First off, most airlines won’t even let you book your dog in as excess baggage, and force you to hire a third-party shipper to deal with your dog’s transportation, which means one more – very expensive – bit of admin to deal with when you’ve already got the horror of shipping all your earthly possessions, lining up a place to stay, and planning a way of making sure you don’t starve once you get to Cyprus to think about. To give you an idea, the cheapest quote we found from a third party was around £900.

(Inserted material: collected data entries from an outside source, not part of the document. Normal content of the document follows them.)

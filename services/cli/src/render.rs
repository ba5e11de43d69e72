use chrono::Local;
use job_matcher::config::{MatchWeights, MatcherConfig, SkillVocabulary};
use job_matcher::matching::{MatchRecord, MatchReport};
use job_matcher::output::{OutputError, WrittenResults};
use job_matcher::sources::{CompanyRefresh, RefreshStatus};
use serde::Serialize;
use std::path::{Path, PathBuf};

pub(crate) fn render_match_report(report: &MatchReport, written: &WrittenResults, shown: usize) {
    println!(
        "Match run ({})",
        Local::now().format("%Y-%m-%d %H:%M:%S")
    );
    println!(
        "Resume: {} skills, {} titles, {} years",
        report.resume.skills.len(),
        report.resume.titles.len(),
        report.resume.years_experience
    );
    println!(
        "Postings: {} considered, {} ranked, {} excluded, {} beyond top-n",
        report.considered,
        report.records.len(),
        report.exclusions.len(),
        report.truncated
    );

    if report.records.is_empty() {
        println!("\nNo postings matched.");
    } else {
        let shown = shown.min(report.records.len());
        println!("\nTop {shown}");
        for (rank, record) in report.records.iter().take(shown).enumerate() {
            println!("{:>3}. {}", rank + 1, headline(record));
            let result = &record.result;
            if !result.matched_required.is_empty() || !result.missing_required.is_empty() {
                println!(
                    "     required: hit [{}] miss [{}]",
                    result.matched_required.join(", "),
                    result.missing_required.join(", ")
                );
            }
            if !record.details.url.is_empty() {
                println!("     {}", record.details.url);
            }
        }
    }

    println!("\nWrote {}", written.json.display());
    println!("Wrote {}", written.csv.display());
}

fn headline(record: &MatchRecord) -> String {
    let mut line = format!("{:>6.2}%  {}", record.score(), record.title);
    if !record.details.company.is_empty() {
        line.push_str(&format!(" @ {}", record.details.company));
    }
    if !record.details.location.is_empty() {
        line.push_str(&format!(" ({})", record.details.location));
    }
    line
}

pub(crate) fn render_refresh(
    outcomes: &[CompanyRefresh],
    raw_dir: &Path,
    json: bool,
) -> Result<(), OutputError> {
    if json {
        println!("{}", serde_json::to_string_pretty(outcomes)?);
        return Ok(());
    }

    println!("Refreshed raw jobs in {}", raw_dir.display());
    for outcome in outcomes {
        let status = match &outcome.status {
            RefreshStatus::Written { total } => format!("wrote {total}"),
            RefreshStatus::Unchanged { total } => format!("no changes ({total} cached)"),
            RefreshStatus::Failed { error, error_file } => match error_file {
                Some(path) => format!("failed: {error} (see {})", path.display()),
                None => format!("failed: {error}"),
            },
        };
        println!(
            "- {} {}: existing={} incoming={} {}",
            outcome.source, outcome.company, outcome.existing, outcome.incoming, status
        );
    }

    let failed = outcomes
        .iter()
        .filter(|outcome| matches!(outcome.status, RefreshStatus::Failed { .. }))
        .count();
    if failed > 0 {
        println!("{failed} of {} companies failed", outcomes.len());
    }
    Ok(())
}

/// What `validate` reports about the loaded configuration.
#[derive(Debug, Serialize)]
pub(crate) struct ValidationSummary {
    config_path: PathBuf,
    skills_path: PathBuf,
    resume_path: PathBuf,
    resume_found: bool,
    weights: MatchWeights,
    required_skills: usize,
    preferred_skills: usize,
    titles: usize,
    greenhouse_companies: usize,
    lever_companies: usize,
    min_match_percent: f64,
    top_n: usize,
    location_policy: &'static str,
}

impl ValidationSummary {
    pub(crate) fn new(
        config_path: &Path,
        skills_path: &Path,
        config: &MatcherConfig,
        vocabulary: &SkillVocabulary,
    ) -> Self {
        Self {
            config_path: config_path.to_path_buf(),
            skills_path: skills_path.to_path_buf(),
            resume_path: config.resume.path.clone(),
            resume_found: config.resume.path.is_file(),
            weights: config.scoring.weights,
            required_skills: vocabulary.required.len(),
            preferred_skills: vocabulary.preferred.len(),
            titles: vocabulary.titles.len(),
            greenhouse_companies: config.sources.greenhouse.slugs().count(),
            lever_companies: config.sources.lever.slugs().count(),
            min_match_percent: config.filters.min_match_percent,
            top_n: config.output.top_n,
            location_policy: if config.location_filters.is_some() {
                "structured"
            } else {
                "legacy"
            },
        }
    }
}

pub(crate) fn render_validation(summary: &ValidationSummary, json: bool) -> Result<(), OutputError> {
    if json {
        println!("{}", serde_json::to_string_pretty(summary)?);
        return Ok(());
    }

    let weights = &summary.weights;
    println!("Configuration OK");
    println!("Config: {}", summary.config_path.display());
    println!("Skills: {}", summary.skills_path.display());
    println!(
        "Resume: {}{}",
        summary.resume_path.display(),
        if summary.resume_found { "" } else { " (not found)" }
    );
    println!(
        "Weights: required {:.2}, preferred {:.2}, title {:.2}, experience {:.2}",
        weights.required_skills,
        weights.preferred_skills,
        weights.title_similarity,
        weights.experience
    );
    println!(
        "Vocabulary: {} required, {} preferred, {} titles",
        summary.required_skills, summary.preferred_skills, summary.titles
    );
    println!(
        "Sources: {} greenhouse, {} lever",
        summary.greenhouse_companies, summary.lever_companies
    );
    println!(
        "Filters: min score {:.1}%, top {}, {} location policy",
        summary.min_match_percent, summary.top_n, summary.location_policy
    );
    Ok(())
}

#[cfg(test)]
mod tests {
    use super::*;
    use job_matcher::matching::{PostingDetails, PostingId, ScoreResult, SubScores};

    #[test]
    fn headline_includes_company_and_location_when_known() {
        let mut record = MatchRecord {
            title: "Data Engineer".to_string(),
            details: PostingDetails {
                company: "acme".to_string(),
                location: "Remote".to_string(),
                ..PostingDetails::default()
            },
            snippet: String::new(),
            result: ScoreResult {
                posting_id: PostingId::from("1"),
                score: 46.666,
                sub_scores: SubScores {
                    required_ratio: 0.0,
                    preferred_ratio: 0.0,
                    title_match: 0.0,
                    experience_ratio: 0.0,
                },
                matched_required: Vec::new(),
                missing_required: Vec::new(),
                matched_preferred: Vec::new(),
                missing_preferred: Vec::new(),
                keywords_hit: Vec::new(),
                components: Vec::new(),
            },
        };

        assert_eq!(headline(&record), " 46.67%  Data Engineer @ acme (Remote)");

        record.details = PostingDetails::default();
        assert_eq!(headline(&record), " 46.67%  Data Engineer");
    }

    #[test]
    fn validation_summary_counts_configuration() {
        let config = config();
        let vocabulary =
            SkillVocabulary::from_yaml_str("required: [python]\npreferred: [go, rust]\n")
                .expect("vocabulary parses");

        let summary = ValidationSummary::new(
            Path::new("config/config.yaml"),
            Path::new("config/skills.yaml"),
            &config,
            &vocabulary,
        );

        assert_eq!(summary.required_skills, 1);
        assert_eq!(summary.preferred_skills, 2);
        assert_eq!(summary.greenhouse_companies, 1);
        assert_eq!(summary.location_policy, "legacy");
        assert!(!summary.resume_found);
    }

    fn config() -> MatcherConfig {
        MatcherConfig::from_yaml_str(
            "resume:\n  path: ./missing-resume.txt\nscoring:\n  weights:\n    required_skills: 0.7\n    preferred_skills: 0.2\n    title_similarity: 0.1\nsources:\n  greenhouse:\n    companies: [stripe]\n",
        )
        .expect("config parses")
    }
}
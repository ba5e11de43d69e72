use super::ConfigError;
use serde::{Deserialize, Serialize};

const EXPECTED_TOTAL: f64 = 1.0;
const SUM_TOLERANCE: f64 = 0.01;

/// Relative importance of each sub-score in the final match percentage.
#[derive(Debug, Clone, Copy, PartialEq, Serialize, Deserialize)]
pub struct MatchWeights {
    pub required_skills: f64,
    pub preferred_skills: f64,
    pub title_similarity: f64,
    #[serde(default)]
    pub experience: f64,
}

impl MatchWeights {
    pub fn new(required_skills: f64, preferred_skills: f64, title_similarity: f64) -> Self {
        Self {
            required_skills,
            preferred_skills,
            title_similarity,
            experience: 0.0,
        }
    }

    pub fn with_experience(mut self, experience: f64) -> Self {
        self.experience = experience;
        self
    }

    pub fn sum(&self) -> f64 {
        self.required_skills + self.preferred_skills + self.title_similarity + self.experience
    }

    /// Rejects negative or non-finite weights and totals outside `1.0 ± 0.01`.
    pub fn validate(&self) -> Result<(), ConfigError> {
        for (name, value) in [
            ("required_skills", self.required_skills),
            ("preferred_skills", self.preferred_skills),
            ("title_similarity", self.title_similarity),
            ("experience", self.experience),
        ] {
            if !value.is_finite() || value < 0.0 {
                return Err(ConfigError::NegativeWeight { name, value });
            }
        }

        let total = self.sum();
        if (total - EXPECTED_TOTAL).abs() > SUM_TOLERANCE {
            return Err(ConfigError::WeightSum { total });
        }

        Ok(())
    }
}

impl Default for MatchWeights {
    fn default() -> Self {
        Self::new(0.7, 0.2, 0.1)
    }
}
//! Location policy: remote detection and US-location heuristics.
//!
//! Only location-ish text (the posting's location field, falling back to its
//! title) is fed through here. Descriptions are never used: phrases such as
//! "About us" would read as US signals.

use crate::config::LocationFilters;

const REMOTE_TOKENS: [&str; 7] = [
    "remote",
    "work from home",
    "wfh",
    "distributed",
    "anywhere",
    "home-based",
    "telecommute",
];

const US_TOKENS: [&str; 5] = ["united states", "united states of america", "usa", "u.s.", "u.s"];

const US_COUNTRY_WISHES: [&str; 3] = ["united states", "usa", "us"];

const US_STATE_ABBREVIATIONS: [&str; 51] = [
    "al", "ak", "az", "ar", "ca", "co", "ct", "de", "fl", "ga", "hi", "id", "il", "in", "ia", "ks",
    "ky", "la", "me", "md", "ma", "mi", "mn", "ms", "mo", "mt", "ne", "nv", "nh", "nj", "nm", "ny",
    "nc", "nd", "oh", "ok", "or", "pa", "ri", "sc", "sd", "tn", "tx", "ut", "vt", "va", "wa", "wv",
    "wi", "wy", "dc",
];

const US_STATE_NAMES: [&str; 54] = [
    "alabama",
    "alaska",
    "arizona",
    "arkansas",
    "california",
    "colorado",
    "connecticut",
    "delaware",
    "florida",
    "georgia",
    "hawaii",
    "idaho",
    "illinois",
    "indiana",
    "iowa",
    "kansas",
    "kentucky",
    "louisiana",
    "maine",
    "maryland",
    "massachusetts",
    "michigan",
    "minnesota",
    "mississippi",
    "missouri",
    "montana",
    "nebraska",
    "nevada",
    "new hampshire",
    "new jersey",
    "new mexico",
    "new york",
    "north carolina",
    "north dakota",
    "ohio",
    "oklahoma",
    "oregon",
    "pennsylvania",
    "rhode island",
    "south carolina",
    "south dakota",
    "tennessee",
    "texas",
    "utah",
    "vermont",
    "virginia",
    "washington",
    "west virginia",
    "wisconsin",
    "wyoming",
    "district of columbia",
    "washington dc",
    "d.c.",
    "puerto rico",
];

/// Separators that delimit location tokens such as `Austin, TX | Remote (US)`.
const SEPARATORS: &[char] = &[' ', ',', '|', '/', '(', ')', '[', ']'];

fn normalize(value: &str) -> String {
    value.trim().to_lowercase()
}

pub fn is_remote(location: &str) -> bool {
    let text = normalize(location);
    REMOTE_TOKENS.iter().any(|token| text.contains(token))
}

fn has_token(text: &str, token: &str) -> bool {
    text.split(SEPARATORS).any(|part| part == token)
}

/// True when location text carries a US signal: country tokens, a state
/// name, or a two-letter state abbreviation standing on its own.
pub fn looks_like_us_location(location: &str) -> bool {
    let text = normalize(location);
    if text.is_empty() {
        return false;
    }

    let padded = format!(" {text} ");
    if US_TOKENS
        .iter()
        .any(|token| padded.contains(&format!(" {token} ")))
    {
        return true;
    }

    // Token match avoids hits inside words like "business".
    if has_token(&text, "us") {
        return true;
    }

    if US_STATE_NAMES.iter().any(|name| {
        padded.contains(&format!(" {name} "))
            || padded.contains(&format!("{name},"))
            || padded.contains(&format!("{name}|"))
            || padded.contains(&format!("{name}/"))
    }) {
        return true;
    }

    let abbreviated =
        abbreviation_tokens(&text).any(|token| US_STATE_ABBREVIATIONS.contains(&token));
    abbreviated
}

fn abbreviation_tokens(text: &str) -> impl Iterator<Item = &str> {
    text.split(SEPARATORS)
        .filter(|part| part.len() == 2 && part.chars().all(|c| c.is_ascii_lowercase()))
}

fn matches_states(location: &str, allowed_states: &[String]) -> bool {
    let text = normalize(location);
    allowed_states.iter().any(|state| {
        if state.len() == 2 {
            has_token(&text, state)
        } else {
            text.contains(state.as_str())
        }
    })
}

fn matches_cities(location: &str, allowed_cities: &[String]) -> bool {
    let text = normalize(location);
    allowed_cities.iter().any(|city| text.contains(city.as_str()))
}

fn normalized_list(values: &[String]) -> Vec<String> {
    values
        .iter()
        .map(|value| normalize(value))
        .filter(|value| !value.is_empty())
        .collect()
}

fn wants_us(values: &[String]) -> bool {
    values
        .iter()
        .any(|value| US_COUNTRY_WISHES.contains(&value.as_str()))
}

/// Location rules compiled from configuration.
#[derive(Debug, Clone, PartialEq, Eq)]
pub enum LocationPolicy {
    Structured {
        allow_remote: bool,
        allowed_countries: Vec<String>,
        allowed_states: Vec<String>,
        allowed_cities: Vec<String>,
    },
    Legacy {
        locations: Vec<String>,
        remote_only: bool,
    },
}

impl LocationPolicy {
    pub fn structured(filters: &LocationFilters) -> Self {
        Self::Structured {
            allow_remote: filters.allow_remote,
            allowed_countries: normalized_list(&filters.allowed_countries),
            allowed_states: normalized_list(&filters.allowed_states),
            allowed_cities: normalized_list(&filters.allowed_cities),
        }
    }

    pub fn legacy(locations: &[String], remote_only: bool) -> Self {
        Self::Legacy {
            locations: normalized_list(locations),
            remote_only,
        }
    }

    pub fn allows(&self, location: &str) -> bool {
        let text = normalize(location);
        match self {
            Self::Structured {
                allow_remote,
                allowed_countries,
                allowed_states,
                allowed_cities,
            } => {
                let us_only = wants_us(allowed_countries);

                if is_remote(&text) {
                    if !allow_remote {
                        return false;
                    }
                    if allowed_countries.is_empty() {
                        return true;
                    }
                    if us_only {
                        return looks_like_us_location(&text);
                    }
                    return allowed_countries
                        .iter()
                        .any(|country| text.contains(country.as_str()));
                }

                if us_only && !looks_like_us_location(&text) {
                    return false;
                }

                // City/state constraints only apply on-site so US-remote roles still pass.
                if !allowed_states.is_empty() || !allowed_cities.is_empty() {
                    return matches_cities(&text, allowed_cities)
                        || matches_states(&text, allowed_states);
                }

                true
            }
            Self::Legacy {
                locations,
                remote_only,
            } => {
                let us_wanted = wants_us(locations);
                let remote_wanted = locations.iter().any(|value| value.contains("remote"));

                if us_wanted && text.is_empty() {
                    return false;
                }
                if *remote_only && !is_remote(&text) {
                    return false;
                }
                if us_wanted && !looks_like_us_location(&text) {
                    return false;
                }
                if remote_wanted && !is_remote(&text) {
                    return false;
                }
                true
            }
        }
    }
}
use super::error::ParseError;
use super::filters::{Exclusion, ExclusionReason, PostingFilter};
use super::normalize::snippet;
use super::posting::{JobPosting, PostingDetails, PostingId, RawPosting};
use super::ranker::top_n;
use super::resume::ResumeProfile;
use super::scoring::ScoreResult;
use super::MatchEngine;
use crate::config::{ConfigError, MatcherConfig, SkillVocabulary};
use serde::{Deserialize, Serialize};
use std::collections::BTreeSet;
use tracing::{debug, info, warn};

/// A ranked posting: its score breakdown plus what is needed to display it.
#[derive(Debug, Clone, PartialEq, Serialize, Deserialize)]
pub struct MatchRecord {
    pub title: String,
    #[serde(flatten)]
    pub details: PostingDetails,
    pub snippet: String,
    pub result: ScoreResult,
}

impl MatchRecord {
    fn new(posting: &JobPosting, result: ScoreResult) -> Self {
        Self {
            title: posting.title.clone(),
            details: posting.details.clone(),
            snippet: snippet(&posting.description),
            result,
        }
    }

    pub fn posting_id(&self) -> &PostingId {
        &self.result.posting_id
    }

    pub fn score(&self) -> f64 {
        self.result.score
    }
}

impl AsRef<ScoreResult> for MatchRecord {
    fn as_ref(&self) -> &ScoreResult {
        &self.result
    }
}

/// Outcome of one match run.
#[derive(Debug, Clone, PartialEq, Serialize, Deserialize)]
pub struct MatchReport {
    pub resume: ResumeProfile,
    /// Ranked best first, at most `output.top_n` long.
    pub records: Vec<MatchRecord>,
    pub exclusions: Vec<Exclusion>,
    /// Postings seen, including excluded ones.
    pub considered: usize,
    /// Postings that passed every filter but fell beyond `top_n`.
    pub truncated: usize,
}

/// Resume parsing, posting normalisation, filtering, scoring and ranking in one pass.
#[derive(Debug, Clone)]
pub struct MatchPipeline {
    vocabulary: SkillVocabulary,
    engine: MatchEngine,
    filter: PostingFilter,
    top_n: usize,
}

impl MatchPipeline {
    /// Validates both configuration inputs before anything is scored.
    pub fn new(config: &MatcherConfig, vocabulary: SkillVocabulary) -> Result<Self, ConfigError> {
        config.validate()?;
        vocabulary.validate()?;

        Ok(Self {
            vocabulary,
            engine: MatchEngine::new(config.scoring.weights)
                .with_keywords(config.filters.keywords.clone()),
            filter: PostingFilter::from_config(config),
            top_n: config.output.top_n,
        })
    }

    pub fn vocabulary(&self) -> &SkillVocabulary {
        &self.vocabulary
    }

    pub fn engine(&self) -> &MatchEngine {
        &self.engine
    }

    /// Runs over posting JSON records. Records that do not deserialize are excluded.
    pub fn run<I>(&self, resume_text: &str, postings: I) -> Result<MatchReport, ParseError>
    where
        I: IntoIterator<Item = serde_json::Value>,
    {
        let resume = ResumeProfile::parse(resume_text, &self.vocabulary)?;
        Ok(self.evaluate(
            resume,
            postings.into_iter().map(RawPosting::from_json),
        ))
    }

    pub fn run_raw<I>(&self, resume_text: &str, postings: I) -> Result<MatchReport, ParseError>
    where
        I: IntoIterator<Item = RawPosting>,
    {
        let resume = ResumeProfile::parse(resume_text, &self.vocabulary)?;
        Ok(self.evaluate(resume, postings.into_iter().map(Ok)))
    }

    /// Scores already-parsed postings against an already-parsed resume.
    pub fn evaluate<I>(&self, resume: ResumeProfile, postings: I) -> MatchReport
    where
        I: IntoIterator<Item = Result<RawPosting, ParseError>>,
    {
        let mut seen: BTreeSet<PostingId> = BTreeSet::new();
        let mut records = Vec::new();
        let mut exclusions = Vec::new();
        let mut considered = 0usize;

        for raw in postings {
            considered += 1;

            let raw = match raw {
                Ok(raw) => raw,
                Err(err) => {
                    exclude(&mut exclusions, None, unparseable(&err));
                    continue;
                }
            };

            let raw_id = raw.posting_id();
            if raw_id.as_ref().is_some_and(|id| seen.contains(id)) {
                exclude(&mut exclusions, raw_id, ExclusionReason::DuplicateId);
                continue;
            }

            // Only a parsed posting claims its id.
            let posting = match JobPosting::from_raw(&raw, &self.vocabulary) {
                Ok(posting) => posting,
                Err(err) => {
                    exclude(&mut exclusions, raw_id, unparseable(&err));
                    continue;
                }
            };
            seen.insert(posting.id.clone());

            if let Err(reason) = self.filter.check(&posting) {
                exclude(&mut exclusions, Some(posting.id), reason);
                continue;
            }

            let result = self.engine.score(&resume, &posting);
            if let Err(reason) = self.filter.check_score(result.score) {
                exclude(&mut exclusions, Some(posting.id), reason);
                continue;
            }

            records.push(MatchRecord::new(&posting, result));
        }

        let truncated = records.len().saturating_sub(self.top_n);
        let records = top_n(records, self.top_n);

        info!(
            considered,
            ranked = records.len(),
            excluded = exclusions.len(),
            truncated,
            "match run complete"
        );

        MatchReport {
            resume,
            records,
            exclusions,
            considered,
            truncated,
        }
    }
}

fn unparseable(err: &ParseError) -> ExclusionReason {
    ExclusionReason::Unparseable {
        detail: err.to_string(),
    }
}

fn exclude(exclusions: &mut Vec<Exclusion>, posting_id: Option<PostingId>, reason: ExclusionReason) {
    let id = posting_id
        .as_ref()
        .map(ToString::to_string)
        .unwrap_or_else(|| "<none>".to_string());

    match &reason {
        ExclusionReason::Unparseable { .. } => {
            warn!(posting_id = %id, reason = %reason.summary(), "posting excluded");
        }
        _ => {
            debug!(posting_id = %id, reason = %reason.summary(), "posting excluded");
        }
    }

    exclusions.push(Exclusion { posting_id, reason });
}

Second, those airlines which do let you check a dog in as baggage tend to charge an obscene amount to do so: one well-known “budget” airline quoted more than £1,200 for our 20kg dog. That was 3 times more than the cost of both of our own tickets to Cyprus on the same airline.

So, when we checked on the Aegean website and their pricing guide said it would cost £120 to check in a dog+crate weighing over 25kg (if you’ve got a smaller dog, it’s only £60!), initially, the disparity seemed ridiculous and possibly a mistake. But a quick phone call (don’t be put off by the level of English spoken by most Aegean customer service employees, or the fact that they seem either unaware or dismissive of the possibility of transporting dogs) confirmed that, yes, that’s all it would cost. And – even better – all we had to do was show up at check-in as usual where we could pay the baggage fee. Aegean got 2 new flight bookings very shortly afterwards.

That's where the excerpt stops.